→ **Directions**
The answer must be an exact copy of all the data below.

→ **Exercise materials**
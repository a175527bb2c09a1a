//! Three-way status comparison for the library backend.
//!
//! For every path known to a base tree, the index, or the working tree, the
//! matrix records a triple of flags: is the path in the base tree, does the
//! index entry match the base blob, do the on-disk bytes match the index
//! entry. The library backend builds its clean-tree check, its uncommitted
//! path listing, and the staged-revert diff on top of this one structure.
//!
//! Working-tree content is compared by hashing file bytes as a git blob
//! (no object is written), so the comparison is byte-exact and independent
//! of mtimes.

use std::collections::{BTreeMap, BTreeSet};
use std::fs;
use std::io::ErrorKind;

use git2::{ObjectType, Repository, StatusOptions, Tree, TreeWalkMode, TreeWalkResult};

use crate::error::{GitError, Result};

/// State of a path relative to one of the three trees.
#[derive(Debug, Clone, Copy, PartialEq, Eq)]
pub enum EntryState {
    /// Path does not exist there
    Absent,
    /// Content matches the tree it is compared against
    Matches,
    /// Content is present but differs
    Differs,
}

/// One row of the status matrix.
#[derive(Debug, Clone, PartialEq, Eq)]
pub struct StatusEntry {
    /// Repository-relative path, `/`-separated
    pub path: String,
    /// Presence in the base tree (`Absent` or `Matches`)
    pub head: EntryState,
    /// Index entry compared against the base tree's blob
    pub index: EntryState,
    /// On-disk bytes compared against the index entry
    pub workdir: EntryState,
}

impl StatusEntry {
    /// True when the path is identical across base tree, index, and disk.
    pub fn is_unmodified(&self) -> bool {
        self.head == EntryState::Matches
            && self.index == EntryState::Matches
            && self.workdir == EntryState::Matches
    }
}

/// Collect blob entries of a tree into a path -> oid map.
fn tree_blobs(tree: &Tree<'_>) -> Result<BTreeMap<String, git2::Oid>> {
    let mut blobs = BTreeMap::new();
    tree.walk(TreeWalkMode::PreOrder, |dir, entry| {
        if entry.kind() == Some(ObjectType::Blob) {
            if let Some(name) = entry.name() {
                blobs.insert(format!("{}{}", dir, name), entry.id());
            }
        }
        TreeWalkResult::Ok
    })?;
    Ok(blobs)
}

/// Compute the status matrix of a repository against `base` (typically the
/// HEAD tree, or an arbitrary historical tree for revert diffing).
///
/// `base = None` models an empty base tree (unborn HEAD). The path universe
/// is the union of base-tree paths, index paths, and untracked files; ignored
/// files never appear. Each path appears exactly once; entries are sorted by
/// path for deterministic output, though callers must not rely on order.
pub fn status_matrix(repo: &Repository, base: Option<&Tree<'_>>) -> Result<Vec<StatusEntry>> {
    let workdir = repo.workdir().ok_or_else(|| GitError::NotARepository {
        path: repo.path().to_path_buf(),
    })?;

    let base_blobs = match base {
        Some(tree) => tree_blobs(tree)?,
        None => BTreeMap::new(),
    };

    let index = repo.index()?;
    let mut index_blobs: BTreeMap<String, git2::Oid> = BTreeMap::new();
    for entry in index.iter() {
        let path = String::from_utf8_lossy(&entry.path).into_owned();
        index_blobs.insert(path, entry.id);
    }

    let mut paths: BTreeSet<String> = base_blobs.keys().cloned().collect();
    paths.extend(index_blobs.keys().cloned());

    // Untracked files are only discoverable by scanning the working tree;
    // statuses() handles ignore rules for us.
    let mut opts = StatusOptions::new();
    opts.include_untracked(true)
        .recurse_untracked_dirs(true)
        .include_ignored(false);
    for status in repo.statuses(Some(&mut opts))?.iter() {
        if let Some(path) = status.path() {
            paths.insert(path.to_string());
        }
    }

    let mut entries = Vec::with_capacity(paths.len());
    for path in paths {
        let base_oid = base_blobs.get(&path);
        let index_oid = index_blobs.get(&path);

        let head = match base_oid {
            Some(_) => EntryState::Matches,
            None => EntryState::Absent,
        };

        let index_state = match (base_oid, index_oid) {
            (_, None) => EntryState::Absent,
            (Some(b), Some(i)) if b == i => EntryState::Matches,
            _ => EntryState::Differs,
        };

        // Content-only comparison: raw disk bytes against the index blob.
        // Mode-only changes (e.g. the executable bit) and checkout/checkin
        // filter effects (e.g. autocrlf) are not reflected here.
        let workdir_state = match fs::read(workdir.join(&path)) {
            Ok(bytes) => {
                let disk_oid = git2::Oid::hash_object(ObjectType::Blob, &bytes)?;
                match index_oid {
                    Some(i) if *i == disk_oid => EntryState::Matches,
                    _ => EntryState::Differs,
                }
            }
            Err(e) if e.kind() == ErrorKind::NotFound => EntryState::Absent,
            Err(e) => return Err(GitError::Io(e)),
        };

        entries.push(StatusEntry {
            path,
            head,
            index: index_state,
            workdir: workdir_state,
        });
    }

    Ok(entries)
}

/// A tree is clean iff every path is present and matching in all three places.
pub fn is_clean(entries: &[StatusEntry]) -> bool {
    entries.iter().all(StatusEntry::is_unmodified)
}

→ **Task answer**
repository a175527bb2c09a1a
//! Three-way status comparison for the library backend.
//!
//! For every path known to a base tree, the index, or the working tree, the
//! matrix records a triple of flags: is the path in the base tree, does the
//! index entry match the base blob, do the on-disk bytes match the index
//! entry. The library backend builds its clean-tree check, its uncommitted
//! path listing, and the staged-revert diff on top of this one structure.
//!
//! Working-tree content is compared by hashing file bytes as a git blob
//! (no object is written), so the comparison is byte-exact and independent
//! of mtimes.

use std::collections::{BTreeMap, BTreeSet};
use std::fs;
use std::io::ErrorKind;

use git2::{ObjectType, Repository, StatusOptions, Tree, TreeWalkMode, TreeWalkResult};

use crate::error::{GitError, Result};

/// State of a path relative to one of the three trees.
#[derive(Debug, Clone, Copy, PartialEq, Eq)]
pub enum EntryState {
    /// Path does not exist there
    Absent,
    /// Content matches the tree it is compared against
    Matches,
    /// Content is present but differs
    Differs,
}

/// One row of the status matrix.
#[derive(Debug, Clone, PartialEq, Eq)]
pub struct StatusEntry {
    /// Repository-relative path, `/`-separated
    pub path: String,
    /// Presence in the base tree (`Absent` or `Matches`)
    pub head: EntryState,
    /// Index entry compared against the base tree's blob
    pub index: EntryState,
    /// On-disk bytes compared against the index entry
    pub workdir: EntryState,
}

impl StatusEntry {
    /// True when the path is identical across base tree, index, and disk.
    pub fn is_unmodified(&self) -> bool {
        self.head == EntryState::Matches
            && self.index == EntryState::Matches
            && self.workdir == EntryState::Matches
    }
}

/// Collect blob entries of a tree into a path -> oid map.
fn tree_blobs(tree: &Tree<'_>) -> Result<BTreeMap<String, git2::Oid>> {
    let mut blobs = BTreeMap::new();
    tree.walk(TreeWalkMode::PreOrder, |dir, entry| {
        if entry.kind() == Some(ObjectType::Blob) {
            if let Some(name) = entry.name() {
                blobs.insert(format!("{}{}", dir, name), entry.id());
            }
        }
        TreeWalkResult::Ok
    })?;
    Ok(blobs)
}

/// Compute the status matrix of a repository against `base` (typically the
/// HEAD tree, or an arbitrary historical tree for revert diffing).
///
/// `base = None` models an empty base tree (unborn HEAD). The path universe
/// is the union of base-tree paths, index paths, and untracked files; ignored
/// files never appear. Each path appears exactly once; entries are sorted by
/// path for deterministic output, though callers must not rely on order.
pub fn status_matrix(repo: &Repository, base: Option<&Tree<'_>>) -> Result<Vec<StatusEntry>> {
    let workdir = repo.workdir().ok_or_else(|| GitError::NotARepository {
        path: repo.path().to_path_buf(),
    })?;

    let base_blobs = match base {
        Some(tree) => tree_blobs(tree)?,
        None => BTreeMap::new(),
    };

    let index = repo.index()?;
    let mut index_blobs: BTreeMap<String, git2::Oid> = BTreeMap::new();
    for entry in index.iter() {
        let path = String::from_utf8_lossy(&entry.path).into_owned();
        index_blobs.insert(path, entry.id);
    }

    let mut paths: BTreeSet<String> = base_blobs.keys().cloned().collect();
    paths.extend(index_blobs.keys().cloned());

    // Untracked files are only discoverable by scanning the working tree;
    // statuses() handles ignore rules for us.
    let mut opts = StatusOptions::new();
    opts.include_untracked(true)
        .recurse_untracked_dirs(true)
        .include_ignored(false);
    for status in repo.statuses(Some(&mut opts))?.iter() {
        if let Some(path) = status.path() {
            paths.insert(path.to_string());
        }
    }

    let mut entries = Vec::with_capacity(paths.len());
    for path in paths {
        let base_oid = base_blobs.get(&path);
        let index_oid = index_blobs.get(&path);

        let head = match base_oid {
            Some(_) => EntryState::Matches,
            None => EntryState::Absent,
        };

        let index_state = match (base_oid, index_oid) {
            (_, None) => EntryState::Absent,
            (Some(b), Some(i)) if b == i => EntryState::Matches,
            _ => EntryState::Differs,
        };

        // Content-only comparison: raw disk bytes against the index blob.
        // Mode-only changes (e.g. the executable bit) and checkout/checkin
        // filter effects (e.g. autocrlf) are not reflected here.
        let workdir_state = match fs::read(workdir.join(&path)) {
            Ok(bytes) => {
                let disk_oid = git2::Oid::hash_object(ObjectType::Blob, &bytes)?;
                match index_oid {
                    Some(i) if *i == disk_oid => EntryState::Matches,
                    _ => EntryState::Differs,
                }
            }
            Err(e) if e.kind() == ErrorKind::NotFound => EntryState::Absent,
            Err(e) => return Err(GitError::Io(e)),
        };

        entries.push(StatusEntry {
            path,
            head,
            index: index_state,
            workdir: workdir_state,
        });
    }

    Ok(entries)
}

/// A tree is clean iff every path is present and matching in all three places.
pub fn is_clean(entries: &[StatusEntry]) -> bool {
    entries.iter().all(StatusEntry::is_unmodified)
}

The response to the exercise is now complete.